Training for Extended Breath Holding

It takes dedicated training to work up to record-setting breath holds of over 20 minutes. A gradual structured program allows the body to adapt to the physiological strains. Some best practices for breath-hold training include:

  • Starting with intervals of 1-2 minutes and slowly increasing over weeks and months
  • Focusing on relaxation, meditation, and yoga to hone mental stamina
  • Practicing in a pool or with a partner for safety
  • Optimizing form and technique to minimize energy use
  • Building tolerance for higher carbon dioxide levels
  • Adding hypoxic training to boost oxygen efficiency

With dedication and proper preparation, the outer limits of static apnea can be pushed even further. But any training must be done cautiously due to the health risks involved.
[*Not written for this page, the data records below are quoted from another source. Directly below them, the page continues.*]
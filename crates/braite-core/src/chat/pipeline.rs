//! Generation pipeline: retrieve, assemble, complete, remember.
//!
//! `generate` never fails. Completion errors, timeouts and empty responses
//! are logged and turned into [`ChatAnswer::fallback`], and the session
//! history is left untouched so a failed turn never pollutes later prompts.
//! A failed retrieval only degrades the answer: it is logged and treated as
//! "no context".

use std::sync::Arc;
use std::time::{Duration, Instant};

use tracing::{debug, error, info, warn};

use braite_types::chat::{ChatAnswer, ChatQuery, RetrievedChunk, Turn};
use braite_types::config::{LlmConfig, RetrievalConfig};
use braite_types::llm::LlmError;
use braite_types::prompt::PromptTemplate;

use crate::chat::prompt::build_completion_request;
use crate::llm::box_provider::BoxLlmProvider;
use crate::retrieval::box_retriever::BoxRetriever;
use crate::retrieval::{format_context, source_labels};
use crate::session::SessionHistoryStore;

/// Tunables for one pipeline instance.
#[derive(Debug, Clone)]
pub struct PipelineSettings {
    pub model: String,
    pub max_tokens: u32,
    pub temperature: f64,
    /// Chunks retrieved per query.
    pub top_k: usize,
    pub completion_timeout: Duration,
}

impl Default for PipelineSettings {
    fn default() -> Self {
        Self::from_config(&LlmConfig::default(), &RetrievalConfig::default())
    }
}

impl PipelineSettings {
    pub fn from_config(llm: &LlmConfig, retrieval: &RetrievalConfig) -> Self {
        Self {
            model: llm.model.clone(),
            max_tokens: llm.max_tokens,
            temperature: llm.temperature,
            top_k: retrieval.top_k,
            completion_timeout: Duration::from_secs(llm.timeout_secs),
        }
    }
}

/// Session-scoped retrieval-augmented generation.
pub struct GenerationPipeline {
    llm: BoxLlmProvider,
    retriever: BoxRetriever,
    history: Arc<SessionHistoryStore>,
    template: PromptTemplate,
    settings: PipelineSettings,
}

impl GenerationPipeline {
    pub fn new(
        llm: BoxLlmProvider,
        retriever: BoxRetriever,
        history: Arc<SessionHistoryStore>,
        template: PromptTemplate,
        settings: PipelineSettings,
    ) -> Self {
        Self {
            llm,
            retriever,
            history,
            template,
            settings,
        }
    }

    /// The store this pipeline appends to.
    pub fn history(&self) -> &Arc<SessionHistoryStore> {
        &self.history
    }

    pub fn settings(&self) -> &PipelineSettings {
        &self.settings
    }

    /// Answer one query. Always returns a well-formed answer.
    pub async fn generate(&self, query: &ChatQuery) -> ChatAnswer {
        let start = Instant::now();
        match self.try_generate(query).await {
            Ok(answer) => {
                info!(
                    session_id = %query.session_id,
                    sources = answer.sources.len(),
                    elapsed_ms = start.elapsed().as_millis() as u64,
                    "answer generated"
                );
                answer
            }
            Err(e) => {
                error!(
                    session_id = %query.session_id,
                    provider = self.llm.name(),
                    error = %e,
                    elapsed_ms = start.elapsed().as_millis() as u64,
                    "generation failed, returning fallback answer"
                );
                ChatAnswer::fallback()
            }
        }
    }

    async fn try_generate(&self, query: &ChatQuery) -> Result<ChatAnswer, LlmError> {
        let chunks = self.retrieve(&query.query).await;
        let context = format_context(&chunks);

        let session = self.history.get_or_create(&query.session_id);
        let history = session.snapshot();

        let request = build_completion_request(
            &self.template,
            &context,
            &history,
            &query.query,
            &self.settings,
        );
        debug!(
            session_id = %query.session_id,
            history_turns = history.len(),
            context_chars = context.len(),
            "sending completion request"
        );

        let timeout = self.settings.completion_timeout;
        let response = tokio::time::timeout(timeout, self.llm.complete(&request))
            .await
            .map_err(|_| LlmError::Timeout(timeout.as_secs()))??;

        if response.content.trim().is_empty() {
            return Err(LlmError::EmptyResponse);
        }

        session.append_exchange(
            Turn::user(query.query.clone()),
            Turn::assistant(response.content.clone()),
        );

        Ok(ChatAnswer {
            answer: response.content,
            sources: source_labels(&chunks),
        })
    }

    async fn retrieve(&self, query: &str) -> Vec<RetrievedChunk> {
        match self.retriever.search(query, self.settings.top_k).await {
            Ok(chunks) => {
                debug!(found = chunks.len(), "retrieval complete");
                chunks
            }
            Err(e) => {
                warn!(error = %e, "retrieval failed, continuing without context");
                Vec::new()
            }
        }
    }
}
Benefits and Dangers of Breath Holding

In addition to being an extreme sport, breath holding has been associated with some potential benefits:

  • Lowered blood pressure
  • Increased lung capacity
  • Reduced stress and anxiety
  • Boosted cardiovascular health

However, there are also substantial dangers that need to be considered:

  • Risk of passing out if breath hold is too long
  • Possibility of shallow water blackout
  • Lightheadedness or dizziness after breath hold
  • Headache, fatigue, or shortness of breath
  • Increased risk if person has medical conditions like heart disease

Anyone interested in exploring breath holding should start with brief intervals under 30 seconds and gradually build from there. Competitive static apnea requires extensive skill training and safety precautions.

Conclusion

Record-setting breath holds over 20 minutes demonstrate the extreme limits of human capabilities. Top competitive apnea athletes use specialized techniques and rigorous physiological training to achieve such feats. However, extended breath holding presents serious dangers that require supervision and emergency precautions. While brief intermittent breath holds may offer some benefits, attempting extremes of static apnea beyond one’s training is extremely high risk.